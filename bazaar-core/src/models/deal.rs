//! Purchase records

use chrono::{DateTime, Utc};
use serde::{Deserialize, Serialize};
use sqlx::FromRow;

/// Status of a freshly recorded deal
pub const DEAL_PENDING: i32 = 0;

/// Delivery address used when the buyer gives none
pub const DEFAULT_DEAL_ADDRESS: &str = "online";

/// Deal row from `adv.deals`
#[derive(Debug, Clone, PartialEq, Eq, FromRow, Serialize, Deserialize)]
pub struct Deal {
    pub id: i64,
    pub id_advert: i64,
    pub id_customer: i64,
    pub date_created: DateTime<Utc>,
    pub status: i32,
    pub address: String,
}
use std::path::Path;

use anyhow::{Context, Result};
use bazaar_core::BazaarConfig;
use clap::{Parser, Subcommand};

#[derive(Parser, Debug)]
pub struct ConfigArgs {
    #[command(subcommand)]
    pub command: ConfigCommands,
}

#[derive(Subcommand, Debug)]
pub enum ConfigCommands {
    /// Write a config file with development defaults
    Init(InitArgs),
    /// Show config file path
    Path,
    /// Print the effective config with passwords masked
    Show,
}

#[derive(Parser, Debug)]
pub struct InitArgs {
    /// Force overwrite existing config
    #[arg(long, short)]
    pub force: bool,
}

/// `path` overrides the default location (`--config` / `$BAZAAR_CONFIG`).
pub fn run_config(args: ConfigArgs, path: Option<&Path>) -> Result<()> {
    let config_path = path
        .map(Path::to_path_buf)
        .unwrap_or_else(BazaarConfig::config_path);

    match args.command {
        ConfigCommands::Init(args) => run_init(args, &config_path),
        ConfigCommands::Path => {
            println!("{}", config_path.display());
            Ok(())
        }
        ConfigCommands::Show => run_show(&config_path),
    }
}

fn run_init(args: InitArgs, config_path: &Path) -> Result<()> {
    if config_path.exists() && !args.force {
        return Err(anyhow::anyhow!(
            "Config already exists at {:?}\n\nUse --force to overwrite",
            config_path
        ));
    }

    if let Some(parent) = config_path.parent() {
        std::fs::create_dir_all(parent)
            .with_context(|| format!("Failed to create {}", parent.display()))?;
    }

    let content = BazaarConfig::default().to_toml_string()?;
    std::fs::write(config_path, content)
        .with_context(|| format!("Failed to write config file: {:?}", config_path))?;

    println!("✅ Created config at: {:?}", config_path);
    println!("\nNext steps:");
    println!("  1. Edit the config: $EDITOR {:?}", config_path);
    println!("  2. Set role passwords (\"${{VAR}}\" reads from the environment)");
    println!("  3. Run: bazaar migrate --grants");
    Ok(())
}

fn run_show(config_path: &Path) -> Result<()> {
    let mut config = if config_path.exists() {
        BazaarConfig::load_from(config_path)?
    } else {
        println!("# {} not found, showing defaults", config_path.display());
        BazaarConfig::default()
    };

    for creds in [
        &mut config.roles.admin,
        &mut config.roles.authorized_user,
        &mut config.roles.any_user,
    ] {
        creds.password = "********".to_string();
    }

    print!("{}", config.to_toml_string()?);
    Ok(())
}
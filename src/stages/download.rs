use std::collections::BTreeMap;

use reqwest::blocking::Client;

use crate::{
    catalog::{ImageRecord, SizeVariant},
    error::Result,
    fs_tools::LocalStore,
};

pub const ORIGINAL: &str = "Original";

/// Medium size labels in order of preference, with the filename suffix
/// each one is stored under.
pub const MEDIUM_PREFERENCE: [(&str, &str); 3] = [
    ("Medium 800", "_800"),
    ("Medium 640", "_640"),
    ("Medium", "_500"),
];

pub trait Fetcher {
    fn fetch(&self, url: &str) -> Result<Vec<u8>>;
}

#[derive(Default)]
pub struct HttpFetcher {
    client: Client,
}

impl Fetcher for HttpFetcher {
    fn fetch(&self, url: &str) -> Result<Vec<u8>> {
        let content = self.client.get(url).send()?.error_for_status()?.bytes()?;
        Ok(content.to_vec())
    }
}

#[derive(Debug, Clone, Copy, PartialEq, Eq)]
pub enum Download {
    Fetched,
    Exists,
}

/// Filenames of the local copies of one photo.
#[derive(Debug, Clone, Default, PartialEq, Eq)]
pub struct LocalFiles {
    pub original: Option<String>,
    pub medium: Option<String>,
}

pub fn original_filename(photo_id: &str) -> String {
    format!("{}.jpg", photo_id)
}

/// The preferred medium variant and the filename it is stored under.
pub fn medium_variant<'a>(
    photo_id: &str,
    sizes: &'a BTreeMap<String, SizeVariant>,
) -> Option<(&'a SizeVariant, String)> {
    MEDIUM_PREFERENCE.iter().find_map(|(label, suffix)| {
        sizes
            .get(*label)
            .map(|size| (size, format!("{}{}.jpg", photo_id, suffix)))
    })
}

/// The files the download stage produces for `image`, whether or not they
/// have been downloaded yet.
pub fn expected_files(image: &ImageRecord) -> LocalFiles {
    LocalFiles {
        original: image
            .sizes
            .contains_key(ORIGINAL)
            .then(|| original_filename(&image.id)),
        medium: medium_variant(&image.id, &image.sizes).map(|(_, filename)| filename),
    }
}

pub fn download_size(
    fetcher: &dyn Fetcher,
    store: &LocalStore,
    url: &str,
    filename: &str,
) -> Result<Download> {
    if store.contains(filename) {
        tracing::info!(filename, "exists");
        return Ok(Download::Exists);
    }
    tracing::info!(filename, url, "downloading");
    let content = fetcher.fetch(url)?;
    if store.write_new(filename, &content)? {
        Ok(Download::Fetched)
    } else {
        Ok(Download::Exists)
    }
}

pub fn download_photo(
    fetcher: &dyn Fetcher,
    store: &LocalStore,
    image: &ImageRecord,
) -> Result<LocalFiles> {
    let mut files = LocalFiles::default();
    match medium_variant(&image.id, &image.sizes) {
        Some((size, filename)) => {
            download_size(fetcher, store, &size.source, &filename)?;
            files.medium = Some(filename);
        }
        None => {
            let available: Vec<_> = image.sizes.keys().collect();
            tracing::warn!(flickr_id = %image.id, ?available, "no medium size");
        }
    }
    match image.sizes.get(ORIGINAL) {
        Some(size) => {
            let filename = original_filename(&image.id);
            download_size(fetcher, store, &size.source, &filename)?;
            files.original = Some(filename);
        }
        None => tracing::warn!(flickr_id = %image.id, "no original size"),
    }
    Ok(files)
}

pub fn download_images(
    fetcher: &dyn Fetcher,
    store: &LocalStore,
    images: &[ImageRecord],
) -> Result<Vec<LocalFiles>> {
    tracing::info!(dir = %store.dir().display(), images = images.len(), "downloading images");
    images
        .iter()
        .map(|image| download_photo(fetcher, store, image))
        .collect()
}
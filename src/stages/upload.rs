use std::collections::{BTreeSet, HashMap};

use crate::{
    catalog::{ImageRecord, Post, UploadInfo},
    error::Result,
    fs_tools::LocalStore,
    memo::UploadMemo,
    stages::download::expected_files,
    wordpress::{Blog, MediaUpload},
};

#[derive(Debug, Default, Clone)]
pub struct UploadOptions {
    /// Only the first `limit` posts of the catalog are considered.
    pub limit: Option<usize>,
    pub excludes: BTreeSet<u64>,
}

#[derive(Debug, Default, Clone, Copy, PartialEq, Eq)]
pub struct UploadStats {
    pub uploaded: usize,
    pub reused: usize,
    pub skipped: usize,
}

/// Uploads the local copies of every referenced photo that has no
/// `upload_info` entry yet and records the resulting URLs on the post.
/// Posts outside `limit` or listed in `excludes` are left untouched.
pub fn upload_to_blog(
    blog: &dyn Blog,
    store: &LocalStore,
    posts: &mut [Post],
    images: &[ImageRecord],
    memo: &mut UploadMemo,
    options: &UploadOptions,
) -> Result<UploadStats> {
    let images: HashMap<&str, &ImageRecord> =
        images.iter().map(|image| (image.id.as_str(), image)).collect();
    let limit = options.limit.unwrap_or(posts.len());
    let mut stats = UploadStats::default();

    for post in posts.iter_mut().take(limit) {
        if options.excludes.contains(&post.id) {
            tracing::info!(post_id = post.id, "excluded");
            continue;
        }
        tracing::info!(post_id = post.id, title = %post.title, "uploading images");
        for index in 0..post.image_references.len() {
            let flickr_id = post.image_references[index].flickr_id.clone();
            if post.upload_info.contains_key(&flickr_id) {
                continue;
            }
            let Some(image) = images.get(flickr_id.as_str()) else {
                tracing::warn!(post_id = post.id, %flickr_id, "not in image catalog");
                stats.skipped += 1;
                continue;
            };
            let files = expected_files(image);
            let Some(original) = files.original else {
                tracing::warn!(post_id = post.id, %flickr_id, "no original file");
                stats.skipped += 1;
                continue;
            };
            let original = upload_file(blog, store, memo, post, &original, &mut stats)?;
            let medium = match files.medium {
                Some(medium) => upload_file(blog, store, memo, post, &medium, &mut stats)?,
                None => original.clone(),
            };
            post.upload_info
                .insert(flickr_id, UploadInfo { original, medium });
        }
    }
    tracing::info!(
        uploaded = stats.uploaded,
        reused = stats.reused,
        skipped = stats.skipped,
        "upload finished"
    );
    Ok(stats)
}

fn upload_file(
    blog: &dyn Blog,
    store: &LocalStore,
    memo: &mut UploadMemo,
    post: &Post,
    filename: &str,
    stats: &mut UploadStats,
) -> Result<String> {
    if let Some(url) = memo.get(filename) {
        tracing::info!(filename, url, "already uploaded");
        stats.reused += 1;
        return Ok(url.to_string());
    }
    let url = blog.upload_media(MediaUpload {
        filename,
        content: store.read(filename)?,
        post_id: post.id,
        date: &post.date,
    })?;
    tracing::info!(filename, %url, "uploaded");
    memo.record(filename, &url)?;
    stats.uploaded += 1;
    Ok(url)
}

══════

** EXERCISE INSTRUCTIONS **
Stopping at the line containing "use std::path::Path;", please repeat exactly every line from the very start of the entries, that line included, and nothing more.

** REPLY **
filename bazaar-core/src/models/deal.rs
//! Purchase records

use chrono::{DateTime, Utc};
use serde::{Deserialize, Serialize};
use sqlx::FromRow;

/// Status of a freshly recorded deal
pub const DEAL_PENDING: i32 = 0;

/// Delivery address used when the buyer gives none
pub const DEFAULT_DEAL_ADDRESS: &str = "online";

/// Deal row from `adv.deals`
#[derive(Debug, Clone, PartialEq, Eq, FromRow, Serialize, Deserialize)]
pub struct Deal {
    pub id: i64,
    pub id_advert: i64,
    pub id_customer: i64,
    pub date_created: DateTime<Utc>,
    pub status: i32,
    pub address: String,
}
use std::path::Path;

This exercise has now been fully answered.